//! Note data model
//!
//! Serde wire names match the persisted document format (camelCase, a
//! `type` discriminator, `deletedAt` only present on trashed notes).

use chrono::{DateTime, Utc};
use serde::{Deserialize, Serialize};
use uuid::Uuid;

/// Discriminator for the two note shapes
#[derive(Debug, Clone, Copy, PartialEq, Eq, Serialize, Deserialize)]
#[serde(rename_all = "lowercase")]
pub enum NoteKind {
    Text,
    Checklist,
}

/// One entry of a checklist note
#[derive(Debug, Clone, PartialEq, Eq, Serialize, Deserialize)]
#[serde(rename_all = "camelCase")]
pub struct ChecklistItem {
    pub id: String,
    pub text: String,
    pub is_checked: bool,
}

impl ChecklistItem {
    pub fn new(text: impl Into<String>) -> Self {
        Self {
            id: Uuid::new_v4().to_string(),
            text: text.into(),
            is_checked: false,
        }
    }
}

/// Note body. Serialized untagged: a JSON string for text notes, a JSON
/// array for checklists, matching the stored document shape.
#[derive(Debug, Clone, PartialEq, Serialize, Deserialize)]
#[serde(untagged)]
pub enum NoteContent {
    Text(String),
    Checklist(Vec<ChecklistItem>),
}

impl NoteContent {
    pub fn kind(&self) -> NoteKind {
        match self {
            NoteContent::Text(_) => NoteKind::Text,
            NoteContent::Checklist(_) => NoteKind::Checklist,
        }
    }

    /// Whether the body carries anything beyond whitespace
    pub fn is_blank(&self) -> bool {
        match self {
            NoteContent::Text(text) => text.trim().is_empty(),
            NoteContent::Checklist(items) => items.iter().all(|i| i.text.trim().is_empty()),
        }
    }

    /// Drop checklist items whose text is blank; text bodies pass through.
    pub fn normalized(self) -> Self {
        match self {
            NoteContent::Checklist(items) => NoteContent::Checklist(
                items
                    .into_iter()
                    .filter(|item| !item.text.trim().is_empty())
                    .collect(),
            ),
            text => text,
        }
    }
}

impl Default for NoteContent {
    fn default() -> Self {
        NoteContent::Text(String::new())
    }
}

/// A note, either active or trashed (`deleted_at` present iff trashed)
#[derive(Debug, Clone, PartialEq, Serialize, Deserialize)]
#[serde(rename_all = "camelCase")]
pub struct Note {
    pub id: String,
    pub title: String,
    pub content: NoteContent,
    /// Always agrees with the content variant; kept as a stored field so
    /// the persisted and backup documents carry the `type` discriminator.
    #[serde(rename = "type")]
    pub kind: NoteKind,
    pub date: DateTime<Utc>,
    pub is_private: bool,
    pub is_favorite: bool,
    pub theme_index: u32,
    pub images: Vec<String>,
    #[serde(default, skip_serializing_if = "Option::is_none")]
    pub deleted_at: Option<DateTime<Utc>>,
}

impl Note {
    /// Build a fresh note from a draft. Assigns a new id, stamps the
    /// modification date, and starts unfavorited and untrashed.
    pub fn from_draft(draft: NoteDraft, now: DateTime<Utc>) -> Self {
        let draft = draft.normalized();
        Self {
            id: Uuid::new_v4().to_string(),
            kind: draft.content.kind(),
            title: draft.title,
            content: draft.content,
            date: now,
            is_private: draft.is_private,
            is_favorite: false,
            theme_index: draft.theme_index,
            images: draft.images,
            deleted_at: None,
        }
    }

    /// Merge patch fields into the note and refresh the modification date.
    pub fn apply_patch(&mut self, patch: NotePatch, now: DateTime<Utc>) {
        if let Some(title) = patch.title {
            self.title = title;
        }
        if let Some(content) = patch.content {
            self.kind = content.kind();
            self.content = content;
        }
        if let Some(is_private) = patch.is_private {
            self.is_private = is_private;
        }
        if let Some(theme_index) = patch.theme_index {
            self.theme_index = theme_index;
        }
        if let Some(images) = patch.images {
            self.images = images;
        }
        self.date = now;
    }

    /// Theme index clamped to the host's palette length.
    pub fn theme_index_in(&self, palette_len: u32) -> u32 {
        if palette_len == 0 {
            0
        } else {
            self.theme_index.min(palette_len - 1)
        }
    }
}

/// Payload for creating or editing a note
#[derive(Debug, Clone)]
pub struct NoteDraft {
    pub title: String,
    pub content: NoteContent,
    pub is_private: bool,
    pub theme_index: u32,
    pub images: Vec<String>,
}

impl NoteDraft {
    pub fn text(title: impl Into<String>, body: impl Into<String>) -> Self {
        Self {
            title: title.into(),
            content: NoteContent::Text(body.into()),
            is_private: false,
            theme_index: 0,
            images: Vec::new(),
        }
    }

    pub fn checklist(title: impl Into<String>, items: Vec<ChecklistItem>) -> Self {
        Self {
            title: title.into(),
            content: NoteContent::Checklist(items),
            is_private: false,
            theme_index: 0,
            images: Vec::new(),
        }
    }

    /// Drop checklist items whose text is blank; text bodies pass through.
    pub fn normalized(mut self) -> Self {
        self.content = self.content.normalized();
        self
    }

    /// Whether the draft is worth saving: a non-blank title or body.
    pub fn has_content(&self) -> bool {
        !self.title.trim().is_empty() || !self.content.is_blank()
    }
}

/// Partial update for an existing note
#[derive(Debug, Clone, Default)]
pub struct NotePatch {
    pub title: Option<String>,
    pub content: Option<NoteContent>,
    pub is_private: Option<bool>,
    pub theme_index: Option<u32>,
    pub images: Option<Vec<String>>,
}

/// Which collection (and filter) a listing reads from
#[derive(Debug, Clone, Copy, PartialEq, Eq)]
pub enum NoteView {
    All,
    Favorites,
    Trash,
}

#[cfg(test)]
mod tests {
    use super::*;

    #[test]
    fn test_kind_follows_content() {
        let note = Note::from_draft(NoteDraft::text("Title", "body"), Utc::now());
        assert_eq!(note.kind, NoteKind::Text);

        let items = vec![ChecklistItem::new("milk")];
        let note = Note::from_draft(NoteDraft::checklist("List", items), Utc::now());
        assert_eq!(note.kind, NoteKind::Checklist);
    }

    #[test]
    fn test_patch_content_switches_kind() {
        let mut note = Note::from_draft(NoteDraft::text("Title", "body"), Utc::now());

        let patch = NotePatch {
            content: Some(NoteContent::Checklist(vec![ChecklistItem::new("one")])),
            ..NotePatch::default()
        };
        note.apply_patch(patch, Utc::now());

        assert_eq!(note.kind, NoteKind::Checklist);
        assert!(matches!(note.content, NoteContent::Checklist(_)));
    }

    #[test]
    fn test_draft_normalization_drops_blank_items() {
        let items = vec![
            ChecklistItem::new("keep"),
            ChecklistItem::new("   "),
            ChecklistItem::new(""),
        ];
        let draft = NoteDraft::checklist("List", items).normalized();

        match draft.content {
            NoteContent::Checklist(items) => {
                assert_eq!(items.len(), 1);
                assert_eq!(items[0].text, "keep");
            }
            NoteContent::Text(_) => panic!("expected checklist content"),
        }
    }

    #[test]
    fn test_has_content() {
        assert!(NoteDraft::text("Title", "").has_content());
        assert!(NoteDraft::text("", "body").has_content());
        assert!(!NoteDraft::text("  ", "  ").has_content());

        let blank = NoteDraft::checklist("", vec![ChecklistItem::new("  ")]);
        assert!(!blank.has_content());
        let filled = NoteDraft::checklist("", vec![ChecklistItem::new("milk")]);
        assert!(filled.has_content());
    }

    #[test]
    fn test_theme_index_clamped() {
        let mut note = Note::from_draft(NoteDraft::text("T", "b"), Utc::now());
        note.theme_index = 42;

        assert_eq!(note.theme_index_in(10), 9);
        assert_eq!(note.theme_index_in(0), 0);
        note.theme_index = 3;
        assert_eq!(note.theme_index_in(10), 3);
    }

    #[test]
    fn test_wire_format() {
        let mut note = Note::from_draft(NoteDraft::text("Title", "body"), Utc::now());
        note.is_favorite = true;

        let json = serde_json::to_value(&note).unwrap();
        assert_eq!(json["type"], "text");
        assert_eq!(json["isFavorite"], true);
        assert_eq!(json["isPrivate"], false);
        assert!(json["themeIndex"].is_number());
        // Active notes never carry deletedAt
        assert!(json.get("deletedAt").is_none());

        let back: Note = serde_json::from_value(json).unwrap();
        assert_eq!(back, note);
    }

    #[test]
    fn test_checklist_wire_format() {
        let items = vec![ChecklistItem::new("milk")];
        let note = Note::from_draft(NoteDraft::checklist("List", items), Utc::now());

        let json = serde_json::to_value(&note).unwrap();
        assert_eq!(json["type"], "checklist");
        assert!(json["content"].is_array());
        assert_eq!(json["content"][0]["isChecked"], false);

        let back: Note = serde_json::from_value(json).unwrap();
        assert_eq!(back, note);
    }
}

##########

Only the number is wanted here. Please work out how many lines of the records contain "keep".

2